A Times EditorialThe latest plan to build a new arts museum in Tampa falls short.
Building a new arts museum in Tampa was supposed to put the city on the cultural map, remake Ashley Drive and open up the downtown riverfront. The latest plan, the fourth in five years, falls well short of those goals. Mayor Pam Iorio is right that a smaller building is more practical and in line with Tampa's artistic place. But the plan does little to beautify Ashley. It puts an already hidden museum further out of sight and would clog the riverfront even more.
Iorio's plan calls for putting the museum on Curtis Hixon Park, facing the river along the south side of the Poe Garage. The move would achieve two political breakthroughs: Museum philanthropists get a waterfront site, and the mayor saves money and headache by building on vacant land.
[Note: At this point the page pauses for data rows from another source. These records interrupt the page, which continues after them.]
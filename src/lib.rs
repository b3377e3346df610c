//! Harbor - concurrent static file server
//!
//! Core library for serving a directory over HTTP/1.1, plus the load
//! generator used to measure it.

pub mod cli;
pub mod config;
pub mod error;
pub mod files;
pub mod http;
pub mod loadgen;
pub mod server;
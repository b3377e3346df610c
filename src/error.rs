use std::io;
use std::net::SocketAddr;

use thiserror::Error;

/// Errors that stop the server as a whole.
///
/// Anything that goes wrong on a single connection is handled where that
/// connection is served and never surfaces here. Configuration problems are
/// reported as [`ConfigError`](crate::config::ConfigError) before a server exists.
#[derive(Debug, Error)]
pub enum ServerError {
    #[error("failed to bind {addr}: {source}")]
    Bind {
        addr: SocketAddr,
        #[source]
        source: io::Error,
    },
}
//! Content-Type lookup by file extension.

use std::path::Path;

/// Type used when the extension is missing or unknown.
pub const DEFAULT_MIME: &str = "application/octet-stream";

/// Returns the Content-Type for `path` from a fixed extension table.
///
/// Extensions are compared case-insensitively.
///
/// ```
/// # use harbor::http::mime;
/// # use std::path::Path;
/// assert_eq!(mime::from_path(Path::new("index.HTML")), "text/html; charset=utf-8");
/// assert_eq!(mime::from_path(Path::new("archive.bin")), "application/octet-stream");
/// ```
pub fn from_path(path: &Path) -> &'static str {
    path.extension()
        .and_then(|ext| ext.to_str())
        .map(|ext| from_extension(&ext.to_ascii_lowercase()))
        .unwrap_or(DEFAULT_MIME)
}

fn from_extension(ext: &str) -> &'static str {
    match ext {
        // text
        "html" | "htm" => "text/html; charset=utf-8",
        "css" => "text/css; charset=utf-8",
        "js" | "mjs" => "text/javascript; charset=utf-8",
        "txt" | "text" | "log" => "text/plain; charset=utf-8",
        "md" | "markdown" => "text/markdown; charset=utf-8",
        "csv" => "text/csv; charset=utf-8",
        "xml" => "application/xml",
        "json" | "map" => "application/json",
        "yaml" | "yml" => "application/yaml",
        "toml" => "application/toml",

        // images
        "png" => "image/png",
        "jpg" | "jpeg" => "image/jpeg",
        "gif" => "image/gif",
        "svg" => "image/svg+xml",
        "ico" => "image/vnd.microsoft.icon",
        "webp" => "image/webp",
        "avif" => "image/avif",
        "bmp" => "image/bmp",

        // fonts
        "woff" => "font/woff",
        "woff2" => "font/woff2",
        "ttf" => "font/ttf",
        "otf" => "font/otf",

        // audio / video
        "mp3" => "audio/mpeg",
        "wav" => "audio/wav",
        "ogg" => "audio/ogg",
        "mp4" => "video/mp4",
        "webm" => "video/webm",

        // archives and binaries
        "pdf" => "application/pdf",
        "zip" => "application/zip",
        "gz" => "application/gzip",
        "tar" => "application/x-tar",
        "wasm" => "application/wasm",

        _ => DEFAULT_MIME,
    }
}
The building would be one of three in a battleship row between Ashley and the river; the first two, the children's and fine arts museums, would form a buffer hiding the garage from the park. A third plot, for the museum to expand, would jut out nearest to the riverbank.
Building a museum on Curtis Hixon takes away park land. It pinches the view of the green and the waterfront from Ashley and nearby. From a business perspective, how does tucking the museum behind the garage, further from view, get more people through the door when the existing facility on Ashley already is difficult for people to see?
Then there are the aesthetics. Museums are an opportunity for the government to contribute architecturally to their communities. Taxpayers should expect that from buildings that cost tens of millions and will stand for decades. But building behind Poe makes it difficult for the city to get much bang from the new facade. As to the museum's role as a buffer, ivy would conceal the garage and look more natural than steel and glass. The children's museum shouldn't even be on the park. Buffering is a weak rationale to drive where a museum should go.
The most promising idea is to add the museum to the downtown library next door. The two have crossover appeal, could share dining and event facilities and give residents moving downtown a place to go in the evenings. Building over the library, or demolishing the annex, would give the museum waterfront views without using up park space, along with connecting the facility by skywalks to the garage and the performing arts center. The move would make the downtown library more dynamic, open up the park and give Ashley a more artistic feel.
The museum could transform downtown living, if not Tampa's reputation, and will be here for decades. It's worth doing right, no matter how long it takes.